• [WORK TASK] Copy out exactly the lines below that run from the one holding "repository 0f5307645b7b3132" to the one holding "a display server.", keeping both of those lines and no others.

• [LISTED ENTRIES]
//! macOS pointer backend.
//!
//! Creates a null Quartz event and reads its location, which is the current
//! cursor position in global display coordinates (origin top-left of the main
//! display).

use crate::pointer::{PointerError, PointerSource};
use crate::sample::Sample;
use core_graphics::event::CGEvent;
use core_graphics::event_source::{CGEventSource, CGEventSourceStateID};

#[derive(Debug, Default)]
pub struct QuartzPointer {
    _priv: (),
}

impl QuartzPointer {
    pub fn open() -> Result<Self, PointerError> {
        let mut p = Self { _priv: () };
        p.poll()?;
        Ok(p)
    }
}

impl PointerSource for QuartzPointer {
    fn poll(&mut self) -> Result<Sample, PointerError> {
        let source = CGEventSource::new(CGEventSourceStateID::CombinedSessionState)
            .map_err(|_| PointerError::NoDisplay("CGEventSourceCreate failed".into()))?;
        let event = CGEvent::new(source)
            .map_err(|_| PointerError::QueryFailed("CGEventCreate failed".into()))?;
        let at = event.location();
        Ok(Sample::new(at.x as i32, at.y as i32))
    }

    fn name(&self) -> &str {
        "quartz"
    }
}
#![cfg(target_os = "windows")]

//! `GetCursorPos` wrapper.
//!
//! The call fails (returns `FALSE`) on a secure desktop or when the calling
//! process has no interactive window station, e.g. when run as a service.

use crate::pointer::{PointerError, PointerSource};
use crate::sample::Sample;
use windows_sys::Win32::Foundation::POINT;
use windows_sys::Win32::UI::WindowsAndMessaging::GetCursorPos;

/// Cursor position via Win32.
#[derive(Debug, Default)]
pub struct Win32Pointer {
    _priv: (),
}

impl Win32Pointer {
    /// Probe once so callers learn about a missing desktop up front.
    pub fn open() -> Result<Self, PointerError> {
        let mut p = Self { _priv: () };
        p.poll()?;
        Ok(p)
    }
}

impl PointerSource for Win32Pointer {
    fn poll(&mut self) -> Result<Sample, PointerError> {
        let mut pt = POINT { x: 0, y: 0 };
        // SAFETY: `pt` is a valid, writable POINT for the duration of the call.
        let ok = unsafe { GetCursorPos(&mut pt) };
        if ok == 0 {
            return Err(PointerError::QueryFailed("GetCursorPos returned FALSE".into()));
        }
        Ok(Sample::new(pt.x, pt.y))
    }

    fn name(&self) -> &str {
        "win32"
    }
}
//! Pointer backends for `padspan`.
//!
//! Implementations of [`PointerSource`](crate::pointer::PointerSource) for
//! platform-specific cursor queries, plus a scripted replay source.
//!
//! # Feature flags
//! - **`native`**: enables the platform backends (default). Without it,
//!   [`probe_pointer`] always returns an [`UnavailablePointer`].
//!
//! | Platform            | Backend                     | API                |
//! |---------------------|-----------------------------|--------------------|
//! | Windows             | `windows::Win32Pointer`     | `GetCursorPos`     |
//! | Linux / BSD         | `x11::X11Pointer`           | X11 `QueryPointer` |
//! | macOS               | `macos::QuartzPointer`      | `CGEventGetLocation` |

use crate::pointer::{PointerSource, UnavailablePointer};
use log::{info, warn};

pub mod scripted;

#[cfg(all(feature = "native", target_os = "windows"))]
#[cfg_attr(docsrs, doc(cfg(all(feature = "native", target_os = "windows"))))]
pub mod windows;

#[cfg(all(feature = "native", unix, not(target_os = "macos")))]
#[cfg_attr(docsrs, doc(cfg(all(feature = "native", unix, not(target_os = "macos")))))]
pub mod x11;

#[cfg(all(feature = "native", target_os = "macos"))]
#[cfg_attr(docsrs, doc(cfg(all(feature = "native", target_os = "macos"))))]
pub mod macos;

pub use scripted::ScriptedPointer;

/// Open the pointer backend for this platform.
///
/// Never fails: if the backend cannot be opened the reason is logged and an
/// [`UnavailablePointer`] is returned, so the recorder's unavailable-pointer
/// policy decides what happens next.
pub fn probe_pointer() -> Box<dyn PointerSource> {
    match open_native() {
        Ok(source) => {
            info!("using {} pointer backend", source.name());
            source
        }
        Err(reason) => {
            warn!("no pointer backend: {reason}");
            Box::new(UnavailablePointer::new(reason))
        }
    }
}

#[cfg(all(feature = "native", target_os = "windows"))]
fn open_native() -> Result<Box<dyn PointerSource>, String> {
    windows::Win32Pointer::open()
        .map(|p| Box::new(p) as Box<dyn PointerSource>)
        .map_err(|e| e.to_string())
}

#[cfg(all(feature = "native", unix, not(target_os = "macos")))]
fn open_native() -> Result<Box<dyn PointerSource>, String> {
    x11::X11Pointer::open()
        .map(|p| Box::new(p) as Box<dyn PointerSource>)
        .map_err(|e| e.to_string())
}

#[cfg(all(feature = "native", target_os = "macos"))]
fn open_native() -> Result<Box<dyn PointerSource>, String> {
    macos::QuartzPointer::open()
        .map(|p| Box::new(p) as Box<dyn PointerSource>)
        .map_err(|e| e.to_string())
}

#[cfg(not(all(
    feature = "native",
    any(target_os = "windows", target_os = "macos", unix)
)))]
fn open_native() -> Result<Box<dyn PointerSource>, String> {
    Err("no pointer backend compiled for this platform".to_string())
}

--

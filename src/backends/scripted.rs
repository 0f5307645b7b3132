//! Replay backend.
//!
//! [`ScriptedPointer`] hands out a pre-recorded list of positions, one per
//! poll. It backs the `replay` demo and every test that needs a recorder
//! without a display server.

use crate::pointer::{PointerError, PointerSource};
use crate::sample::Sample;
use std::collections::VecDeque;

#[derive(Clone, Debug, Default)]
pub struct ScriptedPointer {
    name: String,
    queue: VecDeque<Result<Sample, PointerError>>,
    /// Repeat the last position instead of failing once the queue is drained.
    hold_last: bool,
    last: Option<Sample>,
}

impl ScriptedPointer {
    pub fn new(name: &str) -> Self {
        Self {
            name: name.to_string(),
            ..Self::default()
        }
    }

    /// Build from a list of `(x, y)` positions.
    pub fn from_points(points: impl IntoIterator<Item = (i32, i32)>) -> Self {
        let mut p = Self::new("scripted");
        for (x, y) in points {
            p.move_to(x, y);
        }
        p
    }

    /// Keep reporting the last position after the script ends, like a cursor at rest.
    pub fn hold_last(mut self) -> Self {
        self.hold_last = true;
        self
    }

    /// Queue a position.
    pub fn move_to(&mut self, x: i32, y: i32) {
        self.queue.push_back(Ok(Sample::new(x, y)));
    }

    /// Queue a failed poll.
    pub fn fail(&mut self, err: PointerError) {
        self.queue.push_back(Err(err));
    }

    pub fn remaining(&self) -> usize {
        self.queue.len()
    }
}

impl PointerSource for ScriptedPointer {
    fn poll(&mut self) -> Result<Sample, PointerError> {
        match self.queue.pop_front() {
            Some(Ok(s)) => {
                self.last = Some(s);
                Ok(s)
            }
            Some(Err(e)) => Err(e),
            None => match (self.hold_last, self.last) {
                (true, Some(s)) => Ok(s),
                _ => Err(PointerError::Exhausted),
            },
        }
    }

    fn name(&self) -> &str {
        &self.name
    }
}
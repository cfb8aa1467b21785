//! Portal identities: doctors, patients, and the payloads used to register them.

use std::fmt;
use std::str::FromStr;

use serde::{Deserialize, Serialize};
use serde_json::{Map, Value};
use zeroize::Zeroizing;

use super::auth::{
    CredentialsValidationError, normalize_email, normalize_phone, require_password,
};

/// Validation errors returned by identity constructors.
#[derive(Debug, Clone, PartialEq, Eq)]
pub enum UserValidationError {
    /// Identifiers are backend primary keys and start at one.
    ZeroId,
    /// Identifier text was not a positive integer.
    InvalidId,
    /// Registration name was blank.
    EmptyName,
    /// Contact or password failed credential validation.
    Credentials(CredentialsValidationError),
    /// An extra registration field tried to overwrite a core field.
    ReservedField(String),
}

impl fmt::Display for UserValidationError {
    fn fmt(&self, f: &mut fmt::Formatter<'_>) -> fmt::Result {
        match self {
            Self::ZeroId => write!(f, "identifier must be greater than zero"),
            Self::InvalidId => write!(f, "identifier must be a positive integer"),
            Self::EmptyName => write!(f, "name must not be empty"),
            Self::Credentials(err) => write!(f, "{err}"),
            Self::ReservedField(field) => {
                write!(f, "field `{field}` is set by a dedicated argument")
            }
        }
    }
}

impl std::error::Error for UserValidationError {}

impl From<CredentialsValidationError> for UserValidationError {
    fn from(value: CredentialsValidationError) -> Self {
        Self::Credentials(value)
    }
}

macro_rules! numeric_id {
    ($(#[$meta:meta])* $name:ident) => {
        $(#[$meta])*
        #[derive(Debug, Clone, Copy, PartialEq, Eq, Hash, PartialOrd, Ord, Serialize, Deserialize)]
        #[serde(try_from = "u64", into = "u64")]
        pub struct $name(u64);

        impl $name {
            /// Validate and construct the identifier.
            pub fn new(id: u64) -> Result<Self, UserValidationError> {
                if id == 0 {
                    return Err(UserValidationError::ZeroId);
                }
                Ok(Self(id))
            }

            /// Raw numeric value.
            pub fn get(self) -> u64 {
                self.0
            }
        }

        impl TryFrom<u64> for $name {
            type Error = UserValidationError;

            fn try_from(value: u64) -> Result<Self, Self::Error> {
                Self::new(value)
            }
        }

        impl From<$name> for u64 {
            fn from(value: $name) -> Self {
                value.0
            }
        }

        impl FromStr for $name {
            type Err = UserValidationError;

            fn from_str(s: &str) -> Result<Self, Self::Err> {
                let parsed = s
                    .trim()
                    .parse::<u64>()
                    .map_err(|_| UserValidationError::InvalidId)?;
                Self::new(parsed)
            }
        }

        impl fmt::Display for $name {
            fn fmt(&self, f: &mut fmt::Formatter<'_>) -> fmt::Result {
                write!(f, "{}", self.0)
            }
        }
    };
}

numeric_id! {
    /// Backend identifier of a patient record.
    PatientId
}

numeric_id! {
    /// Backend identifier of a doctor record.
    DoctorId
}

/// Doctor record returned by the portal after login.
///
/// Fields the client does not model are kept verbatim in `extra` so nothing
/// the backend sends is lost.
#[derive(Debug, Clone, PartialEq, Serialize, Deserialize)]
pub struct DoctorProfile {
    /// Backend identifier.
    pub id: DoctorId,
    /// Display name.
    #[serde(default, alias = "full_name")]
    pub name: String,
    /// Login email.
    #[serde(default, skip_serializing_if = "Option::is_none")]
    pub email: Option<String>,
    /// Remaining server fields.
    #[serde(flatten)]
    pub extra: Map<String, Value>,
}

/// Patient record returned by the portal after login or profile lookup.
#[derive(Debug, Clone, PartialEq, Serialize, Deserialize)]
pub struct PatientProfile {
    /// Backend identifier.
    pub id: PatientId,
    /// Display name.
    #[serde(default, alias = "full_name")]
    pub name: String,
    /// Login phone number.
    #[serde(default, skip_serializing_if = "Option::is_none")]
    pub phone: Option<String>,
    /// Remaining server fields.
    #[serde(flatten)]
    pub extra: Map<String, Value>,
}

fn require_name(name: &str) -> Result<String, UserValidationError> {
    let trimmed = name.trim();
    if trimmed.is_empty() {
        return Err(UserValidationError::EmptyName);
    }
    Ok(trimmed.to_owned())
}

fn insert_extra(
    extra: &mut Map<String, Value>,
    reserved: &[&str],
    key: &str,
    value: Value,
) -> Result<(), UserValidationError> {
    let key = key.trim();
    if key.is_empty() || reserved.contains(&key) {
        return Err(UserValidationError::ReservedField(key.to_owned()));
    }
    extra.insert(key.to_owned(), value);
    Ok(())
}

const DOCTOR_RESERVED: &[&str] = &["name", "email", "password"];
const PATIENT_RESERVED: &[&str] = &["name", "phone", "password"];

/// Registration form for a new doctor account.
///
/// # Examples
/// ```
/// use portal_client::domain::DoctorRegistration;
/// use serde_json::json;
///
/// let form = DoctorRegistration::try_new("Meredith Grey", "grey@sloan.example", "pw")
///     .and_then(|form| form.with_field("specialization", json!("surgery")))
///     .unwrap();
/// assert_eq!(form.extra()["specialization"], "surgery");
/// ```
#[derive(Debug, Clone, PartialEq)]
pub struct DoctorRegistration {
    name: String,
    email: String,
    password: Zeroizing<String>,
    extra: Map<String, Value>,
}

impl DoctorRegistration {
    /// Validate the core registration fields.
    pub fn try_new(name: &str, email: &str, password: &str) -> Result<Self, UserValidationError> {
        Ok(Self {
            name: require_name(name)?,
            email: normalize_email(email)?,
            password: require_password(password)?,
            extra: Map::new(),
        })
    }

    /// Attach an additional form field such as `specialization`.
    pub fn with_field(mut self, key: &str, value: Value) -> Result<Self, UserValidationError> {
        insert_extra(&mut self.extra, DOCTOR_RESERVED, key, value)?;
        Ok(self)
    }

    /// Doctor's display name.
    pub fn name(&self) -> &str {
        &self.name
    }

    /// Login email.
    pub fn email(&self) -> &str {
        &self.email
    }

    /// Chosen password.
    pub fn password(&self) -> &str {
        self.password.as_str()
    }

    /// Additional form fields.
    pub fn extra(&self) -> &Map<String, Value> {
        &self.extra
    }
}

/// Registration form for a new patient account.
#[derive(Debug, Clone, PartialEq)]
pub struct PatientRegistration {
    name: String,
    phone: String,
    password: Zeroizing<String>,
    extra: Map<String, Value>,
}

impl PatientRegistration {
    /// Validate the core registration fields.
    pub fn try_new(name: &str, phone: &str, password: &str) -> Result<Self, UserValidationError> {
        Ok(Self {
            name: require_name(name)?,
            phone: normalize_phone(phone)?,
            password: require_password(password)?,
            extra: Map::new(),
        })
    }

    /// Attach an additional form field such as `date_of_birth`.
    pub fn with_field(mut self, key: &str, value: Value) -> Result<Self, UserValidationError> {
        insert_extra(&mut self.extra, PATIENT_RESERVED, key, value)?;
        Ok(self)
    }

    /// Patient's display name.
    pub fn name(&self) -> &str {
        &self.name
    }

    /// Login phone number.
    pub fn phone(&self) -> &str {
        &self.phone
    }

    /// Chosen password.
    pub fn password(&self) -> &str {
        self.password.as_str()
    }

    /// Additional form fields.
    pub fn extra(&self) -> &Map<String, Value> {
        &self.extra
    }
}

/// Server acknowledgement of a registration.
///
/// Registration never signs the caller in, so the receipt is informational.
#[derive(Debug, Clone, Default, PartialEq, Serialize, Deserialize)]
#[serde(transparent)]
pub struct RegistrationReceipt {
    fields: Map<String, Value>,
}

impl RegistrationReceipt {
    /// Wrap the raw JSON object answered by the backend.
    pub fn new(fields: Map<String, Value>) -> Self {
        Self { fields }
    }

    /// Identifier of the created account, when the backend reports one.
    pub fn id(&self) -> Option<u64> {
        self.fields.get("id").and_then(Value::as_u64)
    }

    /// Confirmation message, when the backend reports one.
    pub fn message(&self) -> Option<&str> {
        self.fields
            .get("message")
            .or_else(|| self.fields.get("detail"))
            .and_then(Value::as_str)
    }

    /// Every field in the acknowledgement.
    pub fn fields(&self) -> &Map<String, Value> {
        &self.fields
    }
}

==

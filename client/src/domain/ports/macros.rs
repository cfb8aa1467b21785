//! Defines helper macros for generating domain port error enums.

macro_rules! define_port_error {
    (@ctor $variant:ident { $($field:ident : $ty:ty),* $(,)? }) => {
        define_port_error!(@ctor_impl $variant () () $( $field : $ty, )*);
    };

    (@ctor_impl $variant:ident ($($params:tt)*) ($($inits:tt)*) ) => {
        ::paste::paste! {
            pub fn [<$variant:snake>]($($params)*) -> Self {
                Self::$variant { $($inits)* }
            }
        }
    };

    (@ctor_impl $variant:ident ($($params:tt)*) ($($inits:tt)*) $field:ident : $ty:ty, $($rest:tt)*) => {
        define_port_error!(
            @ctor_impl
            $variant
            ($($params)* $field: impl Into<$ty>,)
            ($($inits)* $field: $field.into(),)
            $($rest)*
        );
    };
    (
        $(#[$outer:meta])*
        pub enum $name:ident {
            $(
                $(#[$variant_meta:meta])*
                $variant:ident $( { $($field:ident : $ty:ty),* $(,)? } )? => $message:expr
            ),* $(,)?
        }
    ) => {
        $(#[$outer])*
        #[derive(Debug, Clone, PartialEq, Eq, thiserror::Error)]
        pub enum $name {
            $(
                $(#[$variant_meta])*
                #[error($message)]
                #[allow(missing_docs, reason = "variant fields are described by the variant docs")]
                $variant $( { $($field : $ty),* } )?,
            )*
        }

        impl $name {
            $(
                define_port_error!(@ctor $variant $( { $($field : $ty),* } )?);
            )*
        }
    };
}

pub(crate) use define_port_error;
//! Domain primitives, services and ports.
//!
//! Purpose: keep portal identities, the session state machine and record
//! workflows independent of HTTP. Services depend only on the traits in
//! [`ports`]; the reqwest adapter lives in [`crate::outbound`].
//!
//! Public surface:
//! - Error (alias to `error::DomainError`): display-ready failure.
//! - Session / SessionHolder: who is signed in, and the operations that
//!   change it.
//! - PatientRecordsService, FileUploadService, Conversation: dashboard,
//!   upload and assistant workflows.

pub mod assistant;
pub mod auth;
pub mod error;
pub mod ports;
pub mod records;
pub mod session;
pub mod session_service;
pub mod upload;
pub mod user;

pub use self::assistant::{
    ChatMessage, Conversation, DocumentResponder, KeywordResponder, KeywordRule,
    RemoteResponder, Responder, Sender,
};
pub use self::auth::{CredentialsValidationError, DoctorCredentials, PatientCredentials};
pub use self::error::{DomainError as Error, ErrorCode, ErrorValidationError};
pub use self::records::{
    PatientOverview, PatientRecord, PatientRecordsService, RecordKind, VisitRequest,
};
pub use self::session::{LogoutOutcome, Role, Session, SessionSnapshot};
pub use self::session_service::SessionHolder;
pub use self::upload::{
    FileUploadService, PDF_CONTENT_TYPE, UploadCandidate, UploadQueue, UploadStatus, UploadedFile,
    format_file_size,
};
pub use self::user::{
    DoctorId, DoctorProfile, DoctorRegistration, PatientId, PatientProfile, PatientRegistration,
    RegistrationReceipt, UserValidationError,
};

• [SOLUTION BELOW]
repository 0f5307645b7b3132
//! Replay backend.
//!
//! [`ScriptedPointer`] hands out a pre-recorded list of positions, one per
//! poll. It backs the `replay` demo and every test that needs a recorder
//! without a display server.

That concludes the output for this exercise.